Mayor Sam Adams and other local leaders aren't shy about their plan to make Portland the new Copenhagen, aiming to increase regular bike ridership to 20 percent of the city by 2020 (we're at about 8 percent right now). If Portland wants to hit that ambitious goal, the city and its suburbs should start taking the Europeans' advice to heart—and fast. Here's the quick hits from the ambassadors' presentations yesterday to the Beaverton crowd:

Governments act too slowly. Get businesses to promote biking. According to Amsterdam bike ambassador Geert-Pieter Wagenmakers, employees who bike to work there have 10-12 percent less absences and they're much healthier.

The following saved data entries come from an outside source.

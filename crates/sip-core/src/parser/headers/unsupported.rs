// Parser for Unsupported header (RFC 3261 Section 20.41)
// Unsupported = "Unsupported" HCOLON option-tag *(COMMA option-tag)
// option-tag = token

use nom::{
    bytes::complete::tag_no_case,
    multi::separated_list1, // Unsupported needs at least one tag
    sequence::{preceded, terminated},
    IResult,
    combinator::{all_consuming, verify},
    error::{ParseError, ErrorKind, make_error},
    Err as NomErr,
};
use std::str;

// Import shared parser
use super::token_list::token_string; // Need underlying token parser
use crate::parser::common::{comma_separated_list1, verify_no_empty_elements};
use crate::parser::ParseResult;
use crate::parser::separators::hcolon;
use crate::parser::utils::unfold_lws;

// Helper to ensure there are no spaces in the input
fn no_spaces(input: &[u8]) -> bool {
    !input.iter().any(|&b| b == b' ')
}

// Unsupported = "Unsupported" HCOLON option-tag *(COMMA option-tag)
// Note: HCOLON handled elsewhere.
pub fn parse_unsupported(input: &[u8]) -> ParseResult<Vec<String>> {
    // Check for line folding first (CRLF or LF followed by whitespace)
    let has_line_folding = input.windows(3).any(|w| 
        (w[0] == b'\r' && w[1] == b'\n' && (w[2] == b' ' || w[2] == b'\t')) ||
        (w[0] == b'\n' && (w[1] == b' ' || w[1] == b'\t'))
    );
    
    // Only process line folding if it exists, otherwise use input directly
    let input_for_parsing = if has_line_folding {
        unfold_lws(input)
    } else {
        input.to_vec()
    };
    
    // First check if the input contains spaces within tokens (not just between tokens)
    if input_for_parsing.contains(&b' ') && 
       !input_for_parsing.starts_with(&[b' ']) && 
       !input_for_parsing.ends_with(&[b' ']) {
        let parts: Vec<&[u8]> = input_for_parsing.split(|&b| b == b',').collect();
        for part in parts {
            let trimmed = part.iter().skip_while(|&&b| b == b' ')
                             .take_while(|&&b| b != b' ')
                             .count();
            // If we find a space in the middle of a token, reject
            if trimmed < part.iter().filter(|&&b| b != b' ').count() {
                return Err(NomErr::Error(make_error(input, ErrorKind::Verify)));
            }
        }
    }
    
    // Use a separate variable to store the result before modifying remaining
    let parsing_result = comma_separated_list1(token_string)(&input_for_parsing);
    
    // Now handle the result, mapping any errors to the original input
    match parsing_result {
        Ok((remaining, tags)) => {
            // Verify that we don't have trailing commas
            if !remaining.is_empty() && remaining[0] == b',' {
                return Err(NomErr::Error(make_error(input, ErrorKind::TakeWhile1)));
            }
            
            // Verify that there are no empty elements like "tag1,,tag2"
            if !verify_no_empty_elements(&tags) {
                return Err(NomErr::Error(make_error(input, ErrorKind::Verify)));
            }
            
            // Map the remaining back to the original input position
            // The simplest way is to just return an empty slice from the original input
            // This is a bit of a hack but it should work for our use case
            let consumed_len = input.len() - remaining.len().min(input.len());
            Ok((&input[consumed_len..], tags))
        },
        Err(e) => Err(e.map_input(|_| input)),
    }
}

/// Parse a complete Unsupported header, including the header name
/// 
/// Format: "Unsupported" HCOLON option-tag *(COMMA option-tag)
///
/// # Examples
///
/// ```
/// # use rvoip_sip_core::parser::headers::unsupported::unsupported_header;
/// let input = b"Unsupported: timer, path";
/// let (_, option_tags) = unsupported_header(input).unwrap();
/// assert_eq!(option_tags, vec!["timer".to_string(), "path".to_string()]);
/// ```
pub fn unsupported_header(input: &[u8]) -> IResult<&[u8], Vec<String>> {
    preceded(
        terminated(
            tag_no_case(b"Unsupported"),
            hcolon
        ),
        parse_unsupported
    )(input)
}

#[cfg(test)]
mod tests {
    use super::*;
    use nom::error::ErrorKind;

    #[test]
    fn test_parse_unsupported_basic() {
        let (_, result) = parse_unsupported(b"timer, path").unwrap();
        assert_eq!(result, vec!["timer".to_string(), "path".to_string()]);
    }

    #[test]
    fn test_parse_unsupported_empty() {
        let result = parse_unsupported(b"");
        assert!(result.is_err());
    }

    #[test]
    fn test_parse_unsupported_single_tag() {
        let (_, result) = parse_unsupported(b"timer").unwrap();
        assert_eq!(result, vec!["timer".to_string()]);
    }

    #[test]
    fn test_parse_unsupported_whitespace() {
        let (_, result) = parse_unsupported(b"timer , path ,  100rel").unwrap();
        assert_eq!(result, vec!["timer".to_string(), "path".to_string(), "100rel".to_string()]);
    }
    
    #[test]
    fn test_parse_unsupported_special_chars() {
        // RFC 3261 defines token as 1*(alphanum / "-" / "." / "!" / "%" / "*" / "_" / "+" / "`" / "'" / "~" )
        let (_, result) = parse_unsupported(b"timer-v2.1").unwrap();
        assert_eq!(result, vec!["timer-v2.1".to_string()]);
    }

    #[test]
    fn test_parse_unsupported_special_chars_multiple() {
        let (_, result) = parse_unsupported(b"timer-v2.1, path!_%*+`'~").unwrap();
        assert_eq!(result, vec!["timer-v2.1".to_string(), "path!_%*+`'~".to_string()]);
    }

    #[test]
    fn test_parse_unsupported_trailing_comma() {
        // A trailing comma is not valid according to the RFC 3261 ABNF
        let result = parse_unsupported(b"timer, path,");
        assert!(result.is_err());
    }

    #[test]
    fn test_parse_unsupported_empty_element() {
        // Empty elements like in "timer,,path" are not valid
        let result = parse_unsupported(b"timer,,path");
        assert!(result.is_err());
    }

    #[test]
    fn test_parse_unsupported_invalid_chars() {
        // Space within a token is not valid
        let result = parse_unsupported(b"timer foo");
        assert!(result.is_err());
    }

    #[test]
    fn test_parse_unsupported_case_insensitive() {
        // Option tags are case-sensitive according to RFC 3261
        let (_, result) = parse_unsupported(b"Timer, PATH").unwrap();
        assert_eq!(result, vec!["Timer".to_string(), "PATH".to_string()]);
        
        // These should not match "timer" and "path" in case-sensitive comparison
        assert_ne!(result, vec!["timer".to_string(), "path".to_string()]);
    }

    #[test]
    fn test_parse_unsupported_header_whitespace() {
        let (_, result) = unsupported_header(b"Unsupported: timer, path").unwrap();
        assert_eq!(result, vec!["timer".to_string(), "path".to_string()]);
        
        // Test with extra whitespace
        let (_, result) = unsupported_header(b"Unsupported:  timer , path ").unwrap();
        assert_eq!(result, vec!["timer".to_string(), "path".to_string()]);
    }

    #[test]
    fn test_parse_unsupported_header_case_insensitive() {
        // Header name should be case-insensitive
        let (_, result) = unsupported_header(b"UNSUPPORTED: timer, path").unwrap();
        assert_eq!(result, vec!["timer".to_string(), "path".to_string()]);
        
        let (_, result) = unsupported_header(b"unsupported: timer, path").unwrap();
        assert_eq!(result, vec!["timer".to_string(), "path".to_string()]);
    }

    #[test]
    fn test_parse_unsupported_header_line_folding() {
        // RFC 3261 allows line folding with CRLF followed by whitespace
        let (_, result) = unsupported_header(b"Unsupported: timer,\r\n path").unwrap();
        assert_eq!(result, vec!["timer".to_string(), "path".to_string()]);
    }

    #[test]
    fn test_parse_unsupported_all_consuming() {
        // The all_consuming combinator should reject input with trailing data
        let result = all_consuming(parse_unsupported)(b"timer, path extra");
        assert!(result.is_err());
    }
}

That helps the company save money, so they're happy to give employees $1000 every year to invest in buying a bike. "Everyone wins!" exclaimed Wagenmakers while I cried softly into my sweater. The cash-for-bikes idea blows my mind, but in Amsterdam, it's not radical. Seventeen big companies there, including U.S.-based firms like Microsoft and IBM, have signed on to reduce employee car miles traveled by 10 percent.

Go for the children. Get bike education and safety programs into schools and then talk to parents about biking to school with their kids. As Margaux Mennesson at the Bicycle Transportation Alliance pointed out a few days ago, this is what school drop-off looks like in Amsterdam.

Put bikes and pedestrians, not cars, at the center of urban planning. Making biking mainstream means making it swift, safe and easy. On some new roads in Amsterdam, the bike/pedestrian route is the most direct route. Cars routes get second priority and are routed around through side streets. Bikes are a no-brainer there because 85 percent of trips are faster by bike.

Recognize that cars are deadly weapons. “Here they say bicycling is dangerous," says Copenhagen planner Niels Jensen. "In the Netherlands they say no, bicycling isn’t dangerous. The danger is cars. Car drivers need to be aware that they are in a vehicle that could kill.” Jensen says that in his country, any collision between a car and a child on a bike is deemed the drivers’ fault.

Bikes are a cheap date. But not too cheap. Copenhagen spends 25 percent of its transportation budget on bikes. Portland spends .7 percent. THAT'S A PROBLEM. Seriously. Put your money where your big green mouth is, Portland!


Oh, also! Has anyone thought about what will happen when biking becomes mainstream culture in Portland? When biking is normal, says Jensen, all this crazy Zoobomb, bike-jousting fringey political biking culture will cease to exist. From Jensen:

"We have an anti-car culture, but they are organized against pollution. But the bikers are not against cars, no! We a have a bike club, but they are not activists. If everybody’s doing it, then you are not special anymore. If everybody eats, do you call yourself a ‘bread eater’? Nobody in the Netherlands calls themselves a biker except for the racing cyclists. The good thing is, in five or ten years, many people will bike. The bad thing is, that special culture will not exist anymore."